The screening of the great success Stelios by Yorgos Tsemberopoulos in universally accessible terms, with the support of Alpha Bank, took place on Friday, November 7th, at the Stavros Tornes theatre, in the presence of the two-times Gold Medal winner in the Paralympic Games, Athanasios Ghavelas, director Yorgos Tsemberopoulos and the film's cast.
The Thessaloniki International Film Festival and Alpha Bank, the Festival’s accessibility sponsor, are continuing their collaboration within the framework of the programme “Cinema for All”, sharing the common goal to offer the audience the chance to take delight in the magic of cinema, with no exceptions or restrictions, but also to bring forth to a greater extent issues people with disabilities are faced up against. To this end, the Accessibility Award by Alpha Bank will be bestowed yet for another year either to a personality or a film featured in the Festival’s programme that brings the spotlight to accessibility issues in the field of the arts, accompanied by a 3,000-euro cash prize.
Orestis Andreadakis, the Artistic Director of the Festival, welcomed the audience: "I welcome you to another universally accessible screening of the Thessaloniki International Film Festival. Universally accessible screenings have been taking place for several years with the kind support of Alpha Bank, the accessibility sponsor of the Festival. We are very happy today, because a great track and field athlete, two-times Gold Medal winner in the Paralympic Games and Alpha Bank accessibility ambassador, Athanasios Ghavelas, is here with us. We are excited, because the tribute we hosted this year on Yorgos Tsemberopoulos, one of the most important filmmakers of contemporary Greek cinema, who received yesterday the honorary Golden Alexander for his overall contribution to cinema and culture, is calling it a wrap with this screening," Orestis Andreadakis said.
“Thank you very much,” Yorgos Tsemberopoulos replied. “We also have the film’s cast with us tonight. Μy life changed, three years ago, through a phone call from our producer, Dionysis Samiotis. “Can you make a film on Stelios Kazantzidis?” he asked me. “If you have a good script, I can,” I told him. I read Katerina Bey’s script, which was very good, and since then I have been swamped in a whirlpool of obligations, because the film was very demanding. Even today we continue there’s work to be done. Thank you very much for your presence, and I thank the Festival team for this tribute. Within a week, I watched all the films I have made over the last 55 years, a psychotherapy process for me in retrospect, but also a condition that left a strong imprint on me.”

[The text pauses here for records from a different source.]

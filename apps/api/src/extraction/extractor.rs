//! Profile extractor: the single forward pass over normalized lines.
//!
//! Each line is offered to the contact extractor first (it runs in every
//! section), then checked for a section header, then for the candidate's
//! name, and finally dispatched to the collector of the active section.

use std::sync::Arc;

use chrono::{Datelike, Utc};
use thiserror::Error;
use tracing::{debug, info};

use crate::extraction::assembler::{assemble, Captured};
use crate::extraction::contact::ContactExtractor;
use crate::extraction::education::EducationCollector;
use crate::extraction::experience::ExperienceSegmentor;
use crate::extraction::lines::normalize_lines;
use crate::extraction::models::{Extraction, SectionKind};
use crate::extraction::names::{NameEntityRecognizer, RecognizerError};
use crate::extraction::sections::{classify_header, next_section};
use crate::extraction::skills::{SkillLine, SkillsCollector};

/// Infrastructure failures. Poor extraction quality is never an error.
#[derive(Debug, Error)]
pub enum ExtractError {
    #[error("name recognizer unavailable: {0}")]
    RecognizerUnavailable(String),
}

impl From<RecognizerError> for ExtractError {
    fn from(err: RecognizerError) -> Self {
        match err {
            RecognizerError::Unavailable(msg) => ExtractError::RecognizerUnavailable(msg),
        }
    }
}

/// Stateless between calls; safe to share across threads behind an `Arc`.
#[derive(Clone)]
pub struct ProfileExtractor {
    recognizer: Arc<dyn NameEntityRecognizer>,
}

impl ProfileExtractor {
    pub fn new(recognizer: Arc<dyn NameEntityRecognizer>) -> Self {
        Self { recognizer }
    }

    /// Extracts a profile, resolving "present" to the current UTC year.
    pub fn extract(&self, raw_text: &str) -> Result<Extraction, ExtractError> {
        self.extract_at(raw_text, Utc::now().year())
    }

    /// Extracts a profile with "present" resolved to `current_year`.
    pub fn extract_at(&self, raw_text: &str, current_year: i32) -> Result<Extraction, ExtractError> {
        let lines = normalize_lines(raw_text);

        let mut section = SectionKind::Preamble;
        // The name sits in the header block; once a content section has been
        // entered, name detection is over.
        let mut past_header_block = false;

        let mut name = String::new();
        let mut title: Option<String> = None;
        let mut summary: Vec<&str> = Vec::new();
        let mut contact = ContactExtractor::new();
        let mut skills = SkillsCollector::new();
        let mut experience = ExperienceSegmentor::new(current_year);
        let mut education = EducationCollector::new();

        for line in &lines {
            contact.observe(&lines, line.index);
            let text = line.content.as_str();

            if let Some(header) = classify_header(text) {
                let next = next_section(header);
                if section == SectionKind::Experience && next != SectionKind::Experience {
                    experience.close();
                }
                if matches!(
                    next,
                    SectionKind::Summary | SectionKind::Experience | SectionKind::Education
                ) {
                    past_header_block = true;
                }
                debug!("Line {}: section {:?} -> {:?}", line.index, section, next);
                section = next;
                continue;
            }

            if name.is_empty() && !past_header_block {
                let detected = self.recognizer.detect_person_names(text)?;
                if let [only] = detected.as_slice() {
                    debug!("Line {}: captured candidate name", line.index);
                    name = only.clone();
                    title = lines.get(line.index + 1).map(|l| l.content.clone());
                    // A name line ends whatever list preceded it.
                    section = SectionKind::Preamble;
                    continue;
                }
            }

            match section {
                SectionKind::Preamble => {}
                SectionKind::Summary => summary.push(text),
                SectionKind::Skills => {
                    if skills.accept(text, &name) == SkillLine::Terminated {
                        debug!("Line {}: skills list terminated", line.index);
                        section = SectionKind::Preamble;
                    }
                }
                SectionKind::Experience => experience.accept(text),
                SectionKind::Education => education.accept(text),
            }
        }

        let (education_text, graduation_year) = education.finish();
        let captured = Captured {
            name,
            title,
            summary: summary.join(" "),
            skills: skills.finish(),
            roles: experience.finish(),
            education: education_text,
            graduation_year,
            link: contact.finish(),
        };

        let extraction = assemble(captured, &lines);
        info!(
            "Extracted profile from {} lines: {} roles, {} skills, status={:?}",
            lines.len(),
            extraction.profile.roles.len(),
            extraction.profile.skills.len(),
            extraction.status
        );
        Ok(extraction)
    }
}

#[cfg(test)]
mod tests {
    use super::*;
    use crate::extraction::models::{CandidateProfile, ExtractionStatus, ProfileField};
    use crate::extraction::names::HeuristicNameRecognizer;

    const YEAR: i32 = 2026;

    /// A profile export in the usual layout: sidebar first, then the name
    /// block, then the main sections.
    const PROFILE_EXPORT: &str = r#"
        Contact
        jane.doe@example.com
        www.linkedin.com/in/jane-doe-
        4a1b2c (LinkedIn)
        Top Skills
        Distributed Systems
        Rust
        PostgreSQL
        Languages
        English (Native or Bilingual)
        Jane Doe
        Staff Software Engineer at Acme
        Berlin, Germany
        Summary
        I build storage engines and the teams that run them.
        Fifteen years across databases and infrastructure.
        Experience
        Acme
        Staff Software Engineer
        January 2021 - Present (5 years 10 months)
        Berlin, Germany
        Led the storage team.
        Page 1 of 2
        Globex
        Software Engineer
        June 2012 - December 2020 (8 years 7 months)
        Built the replication layer.
        Education
        Technical University of Munich
        Master of Science, Computer Science (2010 - 2012)
        University of Vienna
        Bachelor of Science, Mathematics (2007 - 2010)
    "#;

    fn extractor() -> ProfileExtractor {
        ProfileExtractor::new(Arc::new(HeuristicNameRecognizer::new()))
    }

    struct Unavailable;

    impl NameEntityRecognizer for Unavailable {
        fn detect_person_names(&self, _line: &str) -> Result<Vec<String>, RecognizerError> {
            Err(RecognizerError::Unavailable("model not loaded".to_string()))
        }
    }

    /// Recognizer that treats every line as one name.
    struct Everything;

    impl NameEntityRecognizer for Everything {
        fn detect_person_names(&self, line: &str) -> Result<Vec<String>, RecognizerError> {
            Ok(vec![line.to_string()])
        }
    }

    /// Recognizer that reports two names for every line.
    struct Ambiguous;

    impl NameEntityRecognizer for Ambiguous {
        fn detect_person_names(&self, line: &str) -> Result<Vec<String>, RecognizerError> {
            Ok(vec![line.to_string(), line.to_string()])
        }
    }

    #[test]
    fn test_full_export() {
        let extraction = extractor().extract_at(PROFILE_EXPORT, YEAR).unwrap();
        let p = &extraction.profile;

        assert_eq!(p.name, "Jane Doe");
        assert_eq!(p.title, "Staff Software Engineer at Acme");
        assert_eq!(p.linkedin_id, "jane-doe-4a1b2c");
        assert_eq!(p.linkedin_url, "www.linkedin.com/in/jane-doe-4a1b2c");
        assert_eq!(p.skills, vec!["Distributed Systems", "Rust", "PostgreSQL"]);
        assert_eq!(
            p.summary,
            "I build storage engines and the teams that run them. Fifteen years across databases and infrastructure."
        );

        assert_eq!(p.roles.len(), 2);
        assert_eq!(p.roles[0].title, "Staff Software Engineer");
        assert_eq!(p.roles[0].description, "Acme Berlin, Germany Led the storage team. Globex");
        assert_eq!(p.roles[1].title, "Software Engineer");
        assert_eq!(p.roles[1].description, "Built the replication layer.");
        assert_eq!(p.years_of_experience, 14);
        assert!(p.experience.contains("\n\nSoftware Engineer\nJune 2012"));

        assert!(p.education.starts_with("Technical University of Munich"));
        assert_eq!(p.graduation_year, Some(2012));
        assert_eq!(extraction.status, ExtractionStatus::Complete);
        assert!(extraction.missing_fields.is_empty());
    }

    #[test]
    fn test_empty_input_yields_default_profile() {
        let extraction = extractor().extract_at("", YEAR).unwrap();
        assert_eq!(extraction.profile, CandidateProfile::default());
        assert_eq!(extraction.status, ExtractionStatus::Empty);
    }

    #[test]
    fn test_extraction_is_idempotent() {
        let e = extractor();
        let first = e.extract_at(PROFILE_EXPORT, YEAR).unwrap();
        let second = e.extract_at(PROFILE_EXPORT, YEAR).unwrap();
        assert_eq!(
            serde_json::to_string(&first).unwrap(),
            serde_json::to_string(&second).unwrap()
        );
    }

    #[test]
    fn test_name_followed_by_skills_header_triggers_title_fallback() {
        let text = "Jane Doe\nTop Skills\nRust\nGo";
        let p = extractor().extract_at(text, YEAR).unwrap().profile;
        assert_eq!(p.name, "Jane Doe");
        assert_ne!(p.title, "Top Skills");
        assert_eq!(p.skills, vec!["Rust", "Go"]);
    }

    #[test]
    fn test_two_role_blocks_and_present() {
        let text = "Experience\nEngineer\n2019\ndid X\nSenior Engineer\n2021 - Present\ndid Y";
        let p = extractor().extract_at(text, YEAR).unwrap().profile;
        assert_eq!(p.roles.len(), 2);
        assert_eq!(p.roles[0].title, "Engineer");
        assert_eq!(p.roles[1].title, "Senior Engineer");
        assert_eq!(p.years_of_experience, (YEAR - 2019) as u32);
        assert_eq!(
            p.experience,
            "Engineer\n2019\ndid X\n\nSenior Engineer\n2021 - Present\ndid Y"
        );
    }

    #[test]
    fn test_split_profile_url() {
        let text = "www.linkedin.com/in/jdoe\n(LinkedIn)\nSummary\nHello";
        let p = extractor().extract_at(text, YEAR).unwrap().profile;
        assert_eq!(p.linkedin_id, "jdoe");
        assert!(!p.linkedin_url.contains("(LinkedIn)"));
    }

    #[test]
    fn test_education_keeps_latest_year() {
        let text = "Education\nState University\nBSc 2008 - 2012\nMSc 2014";
        let p = extractor().extract_at(text, YEAR).unwrap().profile;
        assert_eq!(p.graduation_year, Some(2014));
        assert_eq!(p.education, "State University BSc 2008 - 2012 MSc 2014");
    }

    #[test]
    fn test_experience_header_closes_skills() {
        let text = "Skills\nRust\nExperience\nEngineer\n2020 - 2022\nShipped";
        let p = extractor().extract_at(text, YEAR).unwrap().profile;
        assert_eq!(p.skills, vec!["Rust"]);
        assert_eq!(p.roles.len(), 1);
        assert_eq!(p.years_of_experience, 2);
    }

    #[test]
    fn test_education_header_flushes_open_role() {
        let text = "Experience\nEngineer\n2020 - 2022\nShipped\nEducation\nMIT";
        let p = extractor().extract_at(text, YEAR).unwrap().profile;
        assert_eq!(p.roles.len(), 1);
        assert_eq!(p.roles[0].description, "Shipped");
        assert_eq!(p.education, "MIT");
    }

    #[test]
    fn test_name_detection_stops_after_first_capture() {
        let text = "Jane Doe\nEngineer\nJohn Roe\nSummary\nHi";
        let p = ProfileExtractor::new(Arc::new(Everything))
            .extract_at(text, YEAR)
            .unwrap()
            .profile;
        assert_eq!(p.name, "Jane Doe");
        assert_eq!(p.title, "Engineer");
        assert_eq!(p.summary, "Hi");
    }

    #[test]
    fn test_ambiguous_name_detection_is_ignored() {
        let p = ProfileExtractor::new(Arc::new(Ambiguous))
            .extract_at("Jane Doe\nEngineer", YEAR)
            .unwrap()
            .profile;
        assert_eq!(p.name, "");
        assert_eq!(p.title, "Engineer");
    }

    #[test]
    fn test_recognizer_failure_is_infrastructure_error() {
        let result = ProfileExtractor::new(Arc::new(Unavailable)).extract_at("Jane Doe", YEAR);
        assert!(matches!(result, Err(ExtractError::RecognizerUnavailable(_))));
    }

    #[test]
    fn test_missing_fields_are_flagged() {
        let extraction = extractor().extract_at("Skills\nRust", YEAR).unwrap();
        assert_eq!(extraction.status, ExtractionStatus::Partial);
        assert!(extraction.missing_fields.contains(&ProfileField::Name));
        assert!(extraction.missing_fields.contains(&ProfileField::Experience));
        assert!(!extraction.missing_fields.contains(&ProfileField::Skills));
    }

    #[test]
    fn test_extraction_is_thread_safe() {
        let e = extractor();
        let handles: Vec<_> = (0..4)
            .map(|_| {
                let e = e.clone();
                std::thread::spawn(move || e.extract_at(PROFILE_EXPORT, YEAR).unwrap())
            })
            .collect();
        for handle in handles {
            assert_eq!(handle.join().unwrap().profile.name, "Jane Doe");
        }
    }
}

Then, he added: "In this year's edition, with the help of Alpha Bank, the audience enjoys Take Care (1991) and Stelios (2024) in terms of universal accessibility. Today, therefore, is the premiere of the accessible version of Stelios. Thank you very much again."
Stelios (2024) by Yorgos Tsemberopoulos is a tribute to legendary singer, Stelios Kazantzidis, whose voice touched the hearts of all Greeks around the world.
The programme of the screenings in universally accessible terms will be available in Braille. Moreover, a total of 30 Greek films are screened with embedded dialogue-based subtitles, allowing the deaf and hard-of-hearing audience to watch the films. The movies will also be available featuring Greek subtitles on the Festival’s platform. After the curtain fall of its 66th edition, the Thessaloniki International Film Festival and Alpha Bank will concede all the processed subtitles and the audio description to the films’ producers, in order for the films to be presented in universally accessible terms in their future screenings, in the movie theatres or in any other form or medium, hoping that through the Festival’s support the films will be distributed in universally accessible terms both in the movie theatres and in the home film distribution.
The Olympion, Pavlos Zannas, Tonia Marketaki, Frida Liappa, John Cassavetes, Stavros Tornes and Takis Kanellopoulos theatres are accessible to people with mobility impairments, while interventions have been made in the built environment, catering to specific types of wheelchairs. The Thessaloniki International Film Festival, with the support of Alpha Bank, has ensured accessibility conditions at the Festival this year as well. In this context, two films with audio description and SDH subtitles were screened, as well as 30 films with embedded intralingual subtitles, aiming to offer everyone equal access to cinema.
The Festival’s goal is to share the magic of cinema with the entirety of the audience, with no exceptions. To this end, the Festival hosts screenings of films with Audio Description for the Blind and the Visually Impaired and with Subtitles for the Deaf or Hard of Hearing both in the physical and the online screenings.